***** Exercise inputs

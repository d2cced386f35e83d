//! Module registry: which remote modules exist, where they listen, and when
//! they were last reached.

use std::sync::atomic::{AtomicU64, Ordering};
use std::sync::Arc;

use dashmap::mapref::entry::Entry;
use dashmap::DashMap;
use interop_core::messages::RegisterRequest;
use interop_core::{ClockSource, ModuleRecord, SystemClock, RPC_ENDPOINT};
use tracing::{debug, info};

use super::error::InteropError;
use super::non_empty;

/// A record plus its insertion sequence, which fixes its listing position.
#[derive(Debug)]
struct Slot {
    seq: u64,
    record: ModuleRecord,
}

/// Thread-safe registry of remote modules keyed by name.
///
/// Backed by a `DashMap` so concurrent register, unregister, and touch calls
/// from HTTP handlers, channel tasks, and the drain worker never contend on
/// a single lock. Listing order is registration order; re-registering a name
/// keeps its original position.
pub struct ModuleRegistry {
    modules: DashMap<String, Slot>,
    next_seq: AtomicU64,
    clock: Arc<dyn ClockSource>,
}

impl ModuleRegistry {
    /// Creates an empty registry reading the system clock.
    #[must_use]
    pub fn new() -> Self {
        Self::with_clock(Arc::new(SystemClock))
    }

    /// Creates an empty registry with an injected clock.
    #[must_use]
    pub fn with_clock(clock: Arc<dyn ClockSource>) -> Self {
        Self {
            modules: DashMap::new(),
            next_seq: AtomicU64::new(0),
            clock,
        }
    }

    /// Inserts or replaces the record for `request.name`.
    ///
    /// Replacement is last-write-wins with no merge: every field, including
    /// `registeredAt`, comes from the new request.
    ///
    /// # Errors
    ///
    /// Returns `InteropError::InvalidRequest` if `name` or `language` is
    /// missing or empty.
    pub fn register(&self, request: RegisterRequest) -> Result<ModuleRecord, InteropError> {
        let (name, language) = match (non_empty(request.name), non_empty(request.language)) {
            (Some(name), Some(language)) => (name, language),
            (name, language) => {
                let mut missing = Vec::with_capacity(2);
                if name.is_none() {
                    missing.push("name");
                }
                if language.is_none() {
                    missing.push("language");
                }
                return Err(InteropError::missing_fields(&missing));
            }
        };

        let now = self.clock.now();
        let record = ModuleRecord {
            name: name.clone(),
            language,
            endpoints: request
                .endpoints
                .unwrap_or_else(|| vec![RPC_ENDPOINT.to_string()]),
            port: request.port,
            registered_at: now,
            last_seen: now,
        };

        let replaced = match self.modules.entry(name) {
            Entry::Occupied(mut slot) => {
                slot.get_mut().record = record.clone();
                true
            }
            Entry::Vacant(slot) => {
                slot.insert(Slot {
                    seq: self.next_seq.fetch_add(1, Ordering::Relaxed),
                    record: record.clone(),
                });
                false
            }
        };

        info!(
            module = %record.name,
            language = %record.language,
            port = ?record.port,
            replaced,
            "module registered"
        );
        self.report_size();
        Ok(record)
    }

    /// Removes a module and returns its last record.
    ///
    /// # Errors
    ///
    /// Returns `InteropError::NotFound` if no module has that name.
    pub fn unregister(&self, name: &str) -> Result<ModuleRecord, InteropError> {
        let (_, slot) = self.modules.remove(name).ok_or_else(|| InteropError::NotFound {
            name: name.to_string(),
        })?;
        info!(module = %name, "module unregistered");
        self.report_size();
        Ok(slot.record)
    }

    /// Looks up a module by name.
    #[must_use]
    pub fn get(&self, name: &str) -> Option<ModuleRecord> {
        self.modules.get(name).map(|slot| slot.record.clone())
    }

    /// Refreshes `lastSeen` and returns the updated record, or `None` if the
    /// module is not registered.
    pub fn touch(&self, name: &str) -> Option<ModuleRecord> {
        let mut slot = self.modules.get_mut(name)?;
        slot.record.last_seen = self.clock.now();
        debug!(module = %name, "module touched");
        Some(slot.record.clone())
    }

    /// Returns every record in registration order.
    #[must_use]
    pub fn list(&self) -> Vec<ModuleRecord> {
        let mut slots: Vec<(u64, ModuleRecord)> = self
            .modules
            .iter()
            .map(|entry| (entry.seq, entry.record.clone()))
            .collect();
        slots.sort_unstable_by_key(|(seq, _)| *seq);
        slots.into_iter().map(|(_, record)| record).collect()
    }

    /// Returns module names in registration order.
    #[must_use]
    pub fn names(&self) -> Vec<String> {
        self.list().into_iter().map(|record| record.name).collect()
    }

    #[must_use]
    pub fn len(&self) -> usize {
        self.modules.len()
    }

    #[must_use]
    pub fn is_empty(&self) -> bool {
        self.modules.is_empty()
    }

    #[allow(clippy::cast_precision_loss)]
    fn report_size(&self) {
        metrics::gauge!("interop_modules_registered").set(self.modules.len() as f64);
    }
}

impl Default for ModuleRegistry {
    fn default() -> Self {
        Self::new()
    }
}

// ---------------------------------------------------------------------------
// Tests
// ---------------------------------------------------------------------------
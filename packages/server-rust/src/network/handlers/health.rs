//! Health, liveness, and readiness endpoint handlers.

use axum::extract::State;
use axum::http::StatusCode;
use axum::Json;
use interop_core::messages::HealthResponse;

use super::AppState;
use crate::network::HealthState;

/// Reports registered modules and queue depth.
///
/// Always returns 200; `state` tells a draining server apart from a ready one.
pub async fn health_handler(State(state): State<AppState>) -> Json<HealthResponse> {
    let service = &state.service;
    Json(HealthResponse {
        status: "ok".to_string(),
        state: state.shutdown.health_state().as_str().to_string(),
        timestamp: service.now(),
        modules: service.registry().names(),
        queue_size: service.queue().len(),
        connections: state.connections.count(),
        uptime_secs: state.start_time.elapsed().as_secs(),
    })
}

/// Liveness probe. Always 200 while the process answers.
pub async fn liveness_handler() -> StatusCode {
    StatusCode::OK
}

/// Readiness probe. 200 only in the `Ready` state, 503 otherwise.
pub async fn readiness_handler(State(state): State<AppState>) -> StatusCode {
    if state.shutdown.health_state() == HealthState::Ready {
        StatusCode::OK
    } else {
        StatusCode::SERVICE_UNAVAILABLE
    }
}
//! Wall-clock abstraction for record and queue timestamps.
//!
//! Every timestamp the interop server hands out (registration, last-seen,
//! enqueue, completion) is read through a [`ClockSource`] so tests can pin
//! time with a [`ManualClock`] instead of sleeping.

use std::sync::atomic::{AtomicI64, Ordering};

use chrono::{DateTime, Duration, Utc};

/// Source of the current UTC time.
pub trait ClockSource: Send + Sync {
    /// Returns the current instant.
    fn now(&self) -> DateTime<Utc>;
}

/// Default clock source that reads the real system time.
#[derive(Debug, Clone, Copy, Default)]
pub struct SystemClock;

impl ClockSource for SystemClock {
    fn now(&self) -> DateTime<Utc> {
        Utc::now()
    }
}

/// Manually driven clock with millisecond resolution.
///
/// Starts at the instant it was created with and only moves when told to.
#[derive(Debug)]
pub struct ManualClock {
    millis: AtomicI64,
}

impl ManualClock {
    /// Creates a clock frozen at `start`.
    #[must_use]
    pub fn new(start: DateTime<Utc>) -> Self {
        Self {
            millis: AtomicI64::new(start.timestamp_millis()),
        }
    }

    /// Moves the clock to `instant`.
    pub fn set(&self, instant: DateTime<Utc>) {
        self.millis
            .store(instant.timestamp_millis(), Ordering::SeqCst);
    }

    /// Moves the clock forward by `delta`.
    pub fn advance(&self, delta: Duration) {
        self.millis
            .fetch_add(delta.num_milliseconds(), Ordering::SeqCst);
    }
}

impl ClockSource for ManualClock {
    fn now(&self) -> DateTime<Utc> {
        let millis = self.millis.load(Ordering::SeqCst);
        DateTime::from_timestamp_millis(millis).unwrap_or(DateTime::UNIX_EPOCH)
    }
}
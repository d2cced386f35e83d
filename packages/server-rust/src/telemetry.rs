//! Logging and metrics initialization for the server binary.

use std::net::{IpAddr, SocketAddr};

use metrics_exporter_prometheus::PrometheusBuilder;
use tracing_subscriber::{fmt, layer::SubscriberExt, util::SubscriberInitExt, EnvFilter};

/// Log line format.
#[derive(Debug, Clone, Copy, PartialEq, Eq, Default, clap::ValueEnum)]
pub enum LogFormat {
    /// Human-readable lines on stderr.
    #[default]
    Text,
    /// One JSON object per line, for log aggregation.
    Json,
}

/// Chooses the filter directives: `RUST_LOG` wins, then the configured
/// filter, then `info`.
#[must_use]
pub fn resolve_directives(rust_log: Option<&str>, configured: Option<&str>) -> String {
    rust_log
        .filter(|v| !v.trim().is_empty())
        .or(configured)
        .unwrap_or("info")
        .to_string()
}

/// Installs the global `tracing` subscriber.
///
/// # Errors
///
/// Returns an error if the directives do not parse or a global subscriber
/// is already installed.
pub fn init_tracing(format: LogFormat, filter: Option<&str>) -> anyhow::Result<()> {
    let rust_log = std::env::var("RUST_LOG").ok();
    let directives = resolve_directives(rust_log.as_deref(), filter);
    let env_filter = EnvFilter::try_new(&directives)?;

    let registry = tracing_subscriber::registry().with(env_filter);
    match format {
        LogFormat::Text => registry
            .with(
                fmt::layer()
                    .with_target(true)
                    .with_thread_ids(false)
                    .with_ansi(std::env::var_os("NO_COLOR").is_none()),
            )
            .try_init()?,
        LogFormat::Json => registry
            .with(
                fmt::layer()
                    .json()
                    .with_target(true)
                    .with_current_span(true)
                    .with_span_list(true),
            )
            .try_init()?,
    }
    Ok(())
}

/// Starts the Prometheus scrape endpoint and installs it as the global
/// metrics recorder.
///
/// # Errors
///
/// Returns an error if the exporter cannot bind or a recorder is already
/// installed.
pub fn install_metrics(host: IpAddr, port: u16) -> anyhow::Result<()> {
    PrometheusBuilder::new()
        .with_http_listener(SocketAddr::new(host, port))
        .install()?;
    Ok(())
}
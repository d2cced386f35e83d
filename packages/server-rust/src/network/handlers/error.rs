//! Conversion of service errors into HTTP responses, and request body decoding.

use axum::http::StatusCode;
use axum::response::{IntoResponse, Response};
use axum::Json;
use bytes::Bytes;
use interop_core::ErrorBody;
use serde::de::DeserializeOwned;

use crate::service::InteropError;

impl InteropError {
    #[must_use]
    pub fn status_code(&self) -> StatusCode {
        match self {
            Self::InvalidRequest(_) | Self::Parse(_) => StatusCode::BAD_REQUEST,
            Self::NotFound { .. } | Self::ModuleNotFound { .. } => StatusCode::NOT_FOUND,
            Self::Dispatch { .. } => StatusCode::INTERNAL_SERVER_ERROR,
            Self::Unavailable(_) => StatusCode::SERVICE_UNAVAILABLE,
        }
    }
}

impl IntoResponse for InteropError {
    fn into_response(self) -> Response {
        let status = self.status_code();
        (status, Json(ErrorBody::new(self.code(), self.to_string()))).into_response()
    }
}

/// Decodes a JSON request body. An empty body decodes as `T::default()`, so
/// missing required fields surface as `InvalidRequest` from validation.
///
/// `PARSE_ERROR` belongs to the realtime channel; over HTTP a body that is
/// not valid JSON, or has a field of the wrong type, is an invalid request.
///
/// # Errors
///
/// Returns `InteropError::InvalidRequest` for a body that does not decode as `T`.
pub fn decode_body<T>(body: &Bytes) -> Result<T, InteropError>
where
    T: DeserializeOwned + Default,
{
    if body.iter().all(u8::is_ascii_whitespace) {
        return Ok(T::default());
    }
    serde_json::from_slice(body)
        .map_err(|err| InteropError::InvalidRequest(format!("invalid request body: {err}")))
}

**********
***** Exercise inputs

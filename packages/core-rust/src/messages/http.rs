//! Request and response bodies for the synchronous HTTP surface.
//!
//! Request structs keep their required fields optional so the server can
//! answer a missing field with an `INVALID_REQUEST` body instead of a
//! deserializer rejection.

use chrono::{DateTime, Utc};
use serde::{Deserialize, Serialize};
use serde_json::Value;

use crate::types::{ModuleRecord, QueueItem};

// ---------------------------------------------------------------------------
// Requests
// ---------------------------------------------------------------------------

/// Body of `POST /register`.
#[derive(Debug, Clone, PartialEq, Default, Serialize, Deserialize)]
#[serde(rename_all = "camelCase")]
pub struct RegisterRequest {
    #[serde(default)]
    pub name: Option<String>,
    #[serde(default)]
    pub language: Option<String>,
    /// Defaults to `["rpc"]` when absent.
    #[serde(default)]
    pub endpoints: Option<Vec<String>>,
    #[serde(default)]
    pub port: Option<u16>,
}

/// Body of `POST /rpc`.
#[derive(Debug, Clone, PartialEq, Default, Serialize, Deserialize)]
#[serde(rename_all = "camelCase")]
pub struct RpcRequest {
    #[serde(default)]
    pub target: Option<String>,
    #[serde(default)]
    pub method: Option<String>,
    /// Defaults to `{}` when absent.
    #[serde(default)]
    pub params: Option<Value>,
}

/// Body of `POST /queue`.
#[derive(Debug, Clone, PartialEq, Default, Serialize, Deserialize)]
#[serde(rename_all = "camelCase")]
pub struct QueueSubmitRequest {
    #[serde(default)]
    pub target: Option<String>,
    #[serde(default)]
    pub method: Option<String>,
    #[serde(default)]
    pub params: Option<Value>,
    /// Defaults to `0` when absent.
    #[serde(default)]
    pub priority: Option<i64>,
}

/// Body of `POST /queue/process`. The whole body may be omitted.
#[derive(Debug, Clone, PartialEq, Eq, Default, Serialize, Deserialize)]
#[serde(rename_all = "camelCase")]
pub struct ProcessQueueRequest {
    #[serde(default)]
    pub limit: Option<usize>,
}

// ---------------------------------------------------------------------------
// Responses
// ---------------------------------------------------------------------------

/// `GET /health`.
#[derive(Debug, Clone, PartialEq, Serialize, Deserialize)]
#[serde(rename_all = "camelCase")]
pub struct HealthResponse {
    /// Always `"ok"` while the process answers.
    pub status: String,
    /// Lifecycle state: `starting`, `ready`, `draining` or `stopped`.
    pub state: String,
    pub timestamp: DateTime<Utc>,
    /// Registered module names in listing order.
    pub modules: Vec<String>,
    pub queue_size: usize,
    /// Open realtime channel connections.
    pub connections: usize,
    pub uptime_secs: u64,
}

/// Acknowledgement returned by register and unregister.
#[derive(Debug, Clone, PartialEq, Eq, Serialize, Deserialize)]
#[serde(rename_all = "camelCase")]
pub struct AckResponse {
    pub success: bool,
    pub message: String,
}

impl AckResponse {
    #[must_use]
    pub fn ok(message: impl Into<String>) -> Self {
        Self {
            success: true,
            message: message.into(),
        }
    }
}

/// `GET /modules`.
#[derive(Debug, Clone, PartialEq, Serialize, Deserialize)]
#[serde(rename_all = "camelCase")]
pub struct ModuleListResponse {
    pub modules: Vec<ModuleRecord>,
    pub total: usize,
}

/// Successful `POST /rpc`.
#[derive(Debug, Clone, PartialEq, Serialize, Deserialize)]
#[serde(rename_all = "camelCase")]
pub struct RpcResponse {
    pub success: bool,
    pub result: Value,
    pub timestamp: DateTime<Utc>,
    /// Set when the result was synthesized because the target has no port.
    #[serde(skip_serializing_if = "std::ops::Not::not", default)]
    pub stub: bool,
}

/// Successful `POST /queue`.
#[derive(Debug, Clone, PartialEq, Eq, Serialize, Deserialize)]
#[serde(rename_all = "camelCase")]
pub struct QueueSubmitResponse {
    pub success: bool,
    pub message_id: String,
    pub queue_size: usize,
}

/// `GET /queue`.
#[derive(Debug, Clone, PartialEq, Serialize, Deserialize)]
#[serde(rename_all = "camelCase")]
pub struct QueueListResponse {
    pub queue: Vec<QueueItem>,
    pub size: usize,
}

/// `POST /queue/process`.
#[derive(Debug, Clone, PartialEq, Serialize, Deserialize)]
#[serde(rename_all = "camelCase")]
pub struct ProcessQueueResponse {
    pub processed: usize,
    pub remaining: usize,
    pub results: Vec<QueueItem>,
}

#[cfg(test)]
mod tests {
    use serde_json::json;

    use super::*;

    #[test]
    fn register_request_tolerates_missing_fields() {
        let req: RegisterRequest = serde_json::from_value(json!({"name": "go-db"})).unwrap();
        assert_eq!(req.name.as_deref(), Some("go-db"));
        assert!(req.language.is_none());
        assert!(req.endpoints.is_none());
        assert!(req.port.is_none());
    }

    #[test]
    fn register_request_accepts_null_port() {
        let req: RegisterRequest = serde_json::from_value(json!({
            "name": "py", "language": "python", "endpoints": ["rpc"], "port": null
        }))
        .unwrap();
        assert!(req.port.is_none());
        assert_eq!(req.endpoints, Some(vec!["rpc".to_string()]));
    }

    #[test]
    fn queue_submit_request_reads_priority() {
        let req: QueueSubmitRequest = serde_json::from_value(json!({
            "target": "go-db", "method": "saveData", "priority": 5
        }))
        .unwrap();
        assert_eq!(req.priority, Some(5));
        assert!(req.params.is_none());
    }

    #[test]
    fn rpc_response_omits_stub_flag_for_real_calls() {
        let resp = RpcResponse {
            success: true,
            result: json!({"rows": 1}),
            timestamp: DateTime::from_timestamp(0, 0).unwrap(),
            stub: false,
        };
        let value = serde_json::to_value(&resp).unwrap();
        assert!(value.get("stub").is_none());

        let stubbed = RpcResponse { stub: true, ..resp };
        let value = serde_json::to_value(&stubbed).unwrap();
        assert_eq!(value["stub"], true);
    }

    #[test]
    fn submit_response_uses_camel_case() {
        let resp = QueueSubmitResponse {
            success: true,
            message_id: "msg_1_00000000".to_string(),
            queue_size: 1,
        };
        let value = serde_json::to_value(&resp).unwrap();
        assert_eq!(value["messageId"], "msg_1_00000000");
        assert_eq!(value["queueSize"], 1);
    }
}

**********
***** Exercise inputs

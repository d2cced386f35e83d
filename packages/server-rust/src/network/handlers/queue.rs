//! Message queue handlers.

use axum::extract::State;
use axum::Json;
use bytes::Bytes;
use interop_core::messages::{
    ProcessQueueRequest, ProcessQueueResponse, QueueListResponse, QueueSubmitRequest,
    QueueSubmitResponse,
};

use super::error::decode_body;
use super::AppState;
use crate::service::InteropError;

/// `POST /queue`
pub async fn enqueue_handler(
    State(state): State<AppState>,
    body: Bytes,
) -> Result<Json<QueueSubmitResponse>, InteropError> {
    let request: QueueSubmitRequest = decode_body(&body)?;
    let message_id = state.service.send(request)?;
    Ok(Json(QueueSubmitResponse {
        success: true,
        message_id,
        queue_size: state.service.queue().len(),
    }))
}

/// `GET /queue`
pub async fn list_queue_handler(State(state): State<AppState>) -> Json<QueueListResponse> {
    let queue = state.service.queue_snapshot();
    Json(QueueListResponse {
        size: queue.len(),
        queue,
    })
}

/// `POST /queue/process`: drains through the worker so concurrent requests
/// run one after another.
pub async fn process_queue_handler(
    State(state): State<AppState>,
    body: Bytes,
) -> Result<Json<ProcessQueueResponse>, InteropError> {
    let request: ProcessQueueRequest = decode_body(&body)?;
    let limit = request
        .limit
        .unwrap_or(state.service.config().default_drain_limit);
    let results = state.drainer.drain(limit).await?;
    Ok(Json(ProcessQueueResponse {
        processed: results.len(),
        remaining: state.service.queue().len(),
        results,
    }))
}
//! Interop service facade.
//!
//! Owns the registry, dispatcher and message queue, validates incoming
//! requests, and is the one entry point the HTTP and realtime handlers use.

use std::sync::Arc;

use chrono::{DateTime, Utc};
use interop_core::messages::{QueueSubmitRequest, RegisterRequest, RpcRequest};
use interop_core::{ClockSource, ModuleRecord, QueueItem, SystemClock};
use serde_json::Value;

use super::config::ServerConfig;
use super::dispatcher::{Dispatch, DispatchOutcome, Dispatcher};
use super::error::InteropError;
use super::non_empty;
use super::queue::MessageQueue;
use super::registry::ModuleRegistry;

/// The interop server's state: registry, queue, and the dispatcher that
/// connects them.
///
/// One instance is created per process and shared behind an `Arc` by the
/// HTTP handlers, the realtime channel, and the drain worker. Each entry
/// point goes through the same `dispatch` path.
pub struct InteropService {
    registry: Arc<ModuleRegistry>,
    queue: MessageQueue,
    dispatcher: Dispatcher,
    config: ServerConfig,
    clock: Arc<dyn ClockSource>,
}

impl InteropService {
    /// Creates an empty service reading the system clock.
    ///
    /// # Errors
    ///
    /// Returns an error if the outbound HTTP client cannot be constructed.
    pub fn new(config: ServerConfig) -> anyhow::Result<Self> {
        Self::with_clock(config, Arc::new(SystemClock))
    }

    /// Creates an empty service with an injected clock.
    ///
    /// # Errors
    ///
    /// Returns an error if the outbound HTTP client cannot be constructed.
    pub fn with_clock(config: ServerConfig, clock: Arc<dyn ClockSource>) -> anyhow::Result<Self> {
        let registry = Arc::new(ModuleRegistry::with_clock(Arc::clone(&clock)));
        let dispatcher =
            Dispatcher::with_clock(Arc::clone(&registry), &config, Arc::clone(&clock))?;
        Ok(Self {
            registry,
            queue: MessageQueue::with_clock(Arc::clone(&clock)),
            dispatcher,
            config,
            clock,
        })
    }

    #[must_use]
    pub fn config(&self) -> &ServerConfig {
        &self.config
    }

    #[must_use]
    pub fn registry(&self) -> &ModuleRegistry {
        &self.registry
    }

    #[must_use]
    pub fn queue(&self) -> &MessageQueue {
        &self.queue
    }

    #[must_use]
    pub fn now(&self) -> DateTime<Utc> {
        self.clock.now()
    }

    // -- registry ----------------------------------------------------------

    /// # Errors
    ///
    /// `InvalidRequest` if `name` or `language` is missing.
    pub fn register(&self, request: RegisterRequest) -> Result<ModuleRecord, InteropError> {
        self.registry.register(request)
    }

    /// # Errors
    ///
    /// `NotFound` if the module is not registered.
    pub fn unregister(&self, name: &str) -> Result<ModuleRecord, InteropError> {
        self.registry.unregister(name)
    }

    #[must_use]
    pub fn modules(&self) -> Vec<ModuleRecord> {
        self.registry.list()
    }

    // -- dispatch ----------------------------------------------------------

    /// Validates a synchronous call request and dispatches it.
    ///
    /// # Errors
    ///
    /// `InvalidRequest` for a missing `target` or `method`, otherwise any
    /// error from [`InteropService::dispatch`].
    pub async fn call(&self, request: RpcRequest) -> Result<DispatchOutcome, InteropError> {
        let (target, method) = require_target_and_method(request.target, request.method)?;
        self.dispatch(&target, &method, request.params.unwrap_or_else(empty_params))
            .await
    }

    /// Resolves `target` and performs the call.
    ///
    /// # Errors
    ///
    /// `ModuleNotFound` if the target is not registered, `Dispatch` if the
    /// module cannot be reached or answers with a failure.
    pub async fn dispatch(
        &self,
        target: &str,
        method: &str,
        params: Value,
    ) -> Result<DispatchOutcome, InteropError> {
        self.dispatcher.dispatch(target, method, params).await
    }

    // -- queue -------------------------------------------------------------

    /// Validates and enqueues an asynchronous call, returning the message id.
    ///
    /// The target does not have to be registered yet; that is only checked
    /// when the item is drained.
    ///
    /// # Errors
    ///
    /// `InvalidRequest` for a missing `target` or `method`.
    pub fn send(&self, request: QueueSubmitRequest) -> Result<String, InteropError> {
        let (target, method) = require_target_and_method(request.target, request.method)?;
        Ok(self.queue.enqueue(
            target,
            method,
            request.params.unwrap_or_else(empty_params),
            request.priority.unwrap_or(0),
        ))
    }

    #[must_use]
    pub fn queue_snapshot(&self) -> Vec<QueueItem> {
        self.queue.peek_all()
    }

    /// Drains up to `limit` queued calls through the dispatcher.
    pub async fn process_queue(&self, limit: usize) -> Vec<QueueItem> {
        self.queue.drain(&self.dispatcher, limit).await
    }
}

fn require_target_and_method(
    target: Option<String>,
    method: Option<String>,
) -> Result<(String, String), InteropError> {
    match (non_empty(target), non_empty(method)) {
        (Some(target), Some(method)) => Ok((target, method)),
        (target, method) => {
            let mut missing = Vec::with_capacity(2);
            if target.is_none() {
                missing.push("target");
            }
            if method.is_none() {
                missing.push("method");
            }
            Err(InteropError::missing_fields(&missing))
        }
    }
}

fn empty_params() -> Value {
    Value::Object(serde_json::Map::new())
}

**********

Above are the records. Print exactly, and only, the lines from the line with "let queue = state.service.queue_snapshot();" to the line with "the dispatcher that", both inclusive.

    let queue = state.service.queue_snapshot();
    Json(QueueListResponse {
        size: queue.len(),
        queue,
    })
}

/// `POST /queue/process`: drains through the worker so concurrent requests
/// run one after another.
pub async fn process_queue_handler(
    State(state): State<AppState>,
    body: Bytes,
) -> Result<Json<ProcessQueueResponse>, InteropError> {
    let request: ProcessQueueRequest = decode_body(&body)?;
    let limit = request
        .limit
        .unwrap_or(state.service.config().default_drain_limit);
    let results = state.drainer.drain(limit).await?;
    Ok(Json(ProcessQueueResponse {
        processed: results.len(),
        remaining: state.service.queue().len(),
        results,
    }))
}
//! Interop service facade.
//!
//! Owns the registry, dispatcher and message queue, validates incoming
//! requests, and is the one entry point the HTTP and realtime handlers use.

use std::sync::Arc;

use chrono::{DateTime, Utc};
use interop_core::messages::{QueueSubmitRequest, RegisterRequest, RpcRequest};
use interop_core::{ClockSource, ModuleRecord, QueueItem, SystemClock};
use serde_json::Value;

use super::config::ServerConfig;
use super::dispatcher::{Dispatch, DispatchOutcome, Dispatcher};
use super::error::InteropError;
use super::non_empty;
use super::queue::MessageQueue;
use super::registry::ModuleRegistry;

/// The interop server's state: registry, queue, and the dispatcher that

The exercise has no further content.